# Is this a good start



## movndirt (Feb 11, 2009)

My name is John D. Im from a small town located in Illinois. Im going on 22, in college for law enforcement. I'll have my degree next summer, Well I've always wanted to be a cop and own my own business..This past summer I worked for a excavating company for 4 months, he does basements, crawl spaces, back filling, final grades, plants grass seed, water lines, sewer taps, ponds, animal burials, hauls rock/dirt, demolition, clears tree lines and thats about it. It seemed like one of those jobs that would be pretty fun to do. June of this year my friend and I are thinking about going to a heavy equipment school in wisconsin. Its 11 weeks long, They teach you how to run dump trucks, track ho's, bull dozers, graders, back ho's, blue print readins, lazer readings etc.. then we are gonna let them place us in a job with a contractor and work for a year to get more experience. While doing that im going to finish my law enforcement degree (online when im not working). After a year we are wanting to open our own excavating business..he already has a nice tandom thats paid off, so that will save atleast 30,000 or so. As far as the being a cop, im only 22 im in no hurry to jump into it. If I can get a business going in the next 2-3 years I will just go from there. What do you guys think ? I know im VERY young but give me some advice if you don't mind..It will be a partnership. I have more of the money etc, its gonna be 55/45. So what do you think about this plan ?


----------



## precisionbuild (Nov 17, 2008)

Being young has it's advantages. Just do it smart.:thumbsup:

Good luck!


----------



## shanekw1 (Mar 20, 2008)

movndirt said:


> My name is John. Im from a small town located in Illinois. Im going on 22, in college for law enforcement. I'll have my degree next summer, Well I've always wanted to be a cop and own my own business..This past summer I worked for a excavating company for 4 months, he does basements, crawl spaces, back filling, final grades, plants grass seed, water lines, sewer taps, ponds, *animal burials*, hauls rock/dirt, demolition, clears tree lines and thats about it. It seemed like one of those jobs that would be pretty fun to do. June of this year my friend and I are thinking about going to a heavy equipment school in wisconsin. Its 11 weeks long, They teach you how to run dump trucks, track ho's, bull dozers, graders, back ho's, blue print readins, lazer readings etc.. then we are gonna let them place us in a job with a contractor and work for a year to get more experience. While doing that im going to finish my law enforcement degree (online when im not working). After a year we are wanting to open our own excavating business..he already has a nice tandom thats paid off, so that will save atleast 30,000 or so. As far as the being a cop, im only 22 im in no hurry to jump into it. If I can get a business going in the next 2-3 years I will just go from there. What do you guys think ? I know im VERY young but give me some advice if you don't mind..It will be a partnership. I have more of the money etc, its gonna be 55/45. So what do you think about this plan ?

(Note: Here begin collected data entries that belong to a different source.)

impl<S: DiagnosticSink> EqualityEngine<S> {
    /// Deep-compare two values
    ///
    /// Never panics; any fault inside the walk counts as a mismatch.
    pub fn equal(&mut self, a: &dyn Inspect, b: &dyn Inspect) -> bool {
        let comparison_id = ComparisonId::new();
        let span = tracing::debug_span!("compare", comparison_id = %comparison_id);
        let _entered = span.enter();

        let start = Instant::now();
        log_op_start!(
            schema::OP_COMPARE,
            lhs_type = %a.type_info().short_name(),
            rhs_type = %b.type_info().short_name()
        );

        let mut walk = Walk {
            fields: FieldEnumerator::new(&self.options),
            guard: CycleGuard::new(),
            sink: &mut self.sink,
        };
        // Backstop for faults outside the guarded boundaries, such as a
        // panicking sink
        let equal = match guarded(|| walk.compare(a.into(), b.into(), Site::ROOT)) {
            Ok(equal) => equal,
            Err(message) => {
                let (lhs, rhs) = (Node::from(a).type_name(), Node::from(b).type_name());
                walk.fault(lhs, rhs, Site::ROOT, message);
                false
            }
        };
        tracing::debug!(
            composites = walk.guard.len(),
            record_layouts = walk.fields.cached_tables(),
            "walk finished"
        );

        log_op_end!(
            schema::OP_COMPARE,
            duration_ms = start.elapsed().as_millis() as u64,
            equal = equal
        );
        equal
    }
}

/// Where a node sits relative to its parent
#[derive(Debug, Clone, Copy)]
struct Site {
    field: Option<&'static str>,
    index: Option<usize>,
}
//! Advisory mismatch diagnostics
//!
//! The engine reports one [`Diagnostic`] per sub-mismatch to an injected
//! [`DiagnosticSink`]. Diagnostics never change the boolean outcome of a
//! comparison.

use std::fmt;

use objcmp_core_types::schema;

use crate::errors::FaultKind;

/// One mismatch found during a comparison
#[derive(Debug, Clone, PartialEq, Eq)]
pub struct Diagnostic {
    kind: FaultKind,
    lhs_type: String,
    rhs_type: String,
    field: Option<String>,
    index: Option<usize>,
    message: String,
}

impl Diagnostic {
    pub fn new(kind: FaultKind, lhs_type: impl Into<String>, rhs_type: impl Into<String>) -> Self {
        Self {
            kind,
            lhs_type: lhs_type.into(),
            rhs_type: rhs_type.into(),
            field: None,
            index: None,
            message: String::new(),
        }
    }

    /// Add the name of the field being compared
    pub fn with_field(mut self, field: impl Into<String>) -> Self {
        self.field = Some(field.into());
        self
    }

    /// Add the index of the sequence item being compared
    pub fn with_index(mut self, index: usize) -> Self {
        self.index = Some(index);
        self
    }

    /// Add a detail message
    pub fn with_message(mut self, message: impl Into<String>) -> Self {
        self.message = message.into();
        self
    }

    pub fn kind(&self) -> FaultKind {
        self.kind
    }

    pub fn code(&self) -> &'static str {
        self.kind.code()
    }

    pub fn lhs_type(&self) -> &str {
        &self.lhs_type
    }

    pub fn rhs_type(&self) -> &str {
        &self.rhs_type
    }

    pub fn field(&self) -> Option<&str> {
        self.field.as_deref()
    }

    pub fn index(&self) -> Option<usize> {
        self.index
    }

    pub fn message(&self) -> &str {
        &self.message
    }
}

impl fmt::Display for Diagnostic {
    fn fmt(&self, f: &mut fmt::Formatter<'_>) -> fmt::Result {
        let (lhs, rhs) = (&self.lhs_type, &self.rhs_type);
        write!(f, "[{}] ", self.code())?;
        match self.kind {
            FaultKind::StructuralMismatch => {
                write!(f, "Mismatch found between {lhs} and {rhs}")?
            }
            FaultKind::UnreadableField => write!(f, "Cannot compare {lhs} with {rhs}")?,
            FaultKind::TypeIncompatible => {
                write!(f, "Type mismatch between {lhs} and {rhs}")?
            }
            FaultKind::CatastrophicFault => {
                write!(f, "Cannot compare values {lhs} and {rhs}")?
            }
        }
        if let Some(field) = &self.field {
            write!(f, " in field `{field}`")?;
        }
        if let Some(index) = self.index {
            write!(f, " at item {index}")?;
        }
        if !self.message.is_empty() {
            write!(f, ": {}", self.message)?;
        }
        Ok(())
    }
}

/// Receiver of mismatch diagnostics
pub trait DiagnosticSink {
    fn report(&mut self, diagnostic: Diagnostic);
}

/// Default sink: one structured `tracing` event per diagnostic
#[derive(Debug, Clone, Copy, Default)]
pub struct TracingSink;

impl DiagnosticSink for TracingSink {
    fn report(&mut self, diagnostic: Diagnostic) {
        tracing::info!(
            component = module_path!(),
            op = schema::OP_COMPARE,
            event = schema::EVENT_MISMATCH,
            err.kind = ?diagnostic.kind(),
            err.code = diagnostic.code(),
            lhs_type = diagnostic.lhs_type(),
            rhs_type = diagnostic.rhs_type(),
            field = diagnostic.field(),
            index = diagnostic.index(),
            "{}",
            diagnostic
        );
    }
}

/// Collects diagnostics in memory
impl DiagnosticSink for Vec<Diagnostic> {
    fn report(&mut self, diagnostic: Diagnostic) {
        self.push(diagnostic);
    }
}

impl<S: DiagnosticSink + ?Sized> DiagnosticSink for &mut S {
    fn report(&mut self, diagnostic: Diagnostic) {
        (**self).report(diagnostic);
    }
}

People actually call an excavation co. for this?

Their pet elephant get poisoned by the neighbors?


----------



## movndirt (Feb 11, 2009)

shanekw1 said:


> People actually call an excavation co. for this?
> 
> Their pet elephant get poisoned by the neighbors?


 
He has a mini ho for it. Its not something he does all the time but once in a while he gets a call..its usually somone he knows. It's money..


----------



## tgeb (Feb 9, 2006)

First off, welcome o the site! 

Second, I am not a big fan of partnerships, I have seen what they can do to good people, sometimes it ain't pretty.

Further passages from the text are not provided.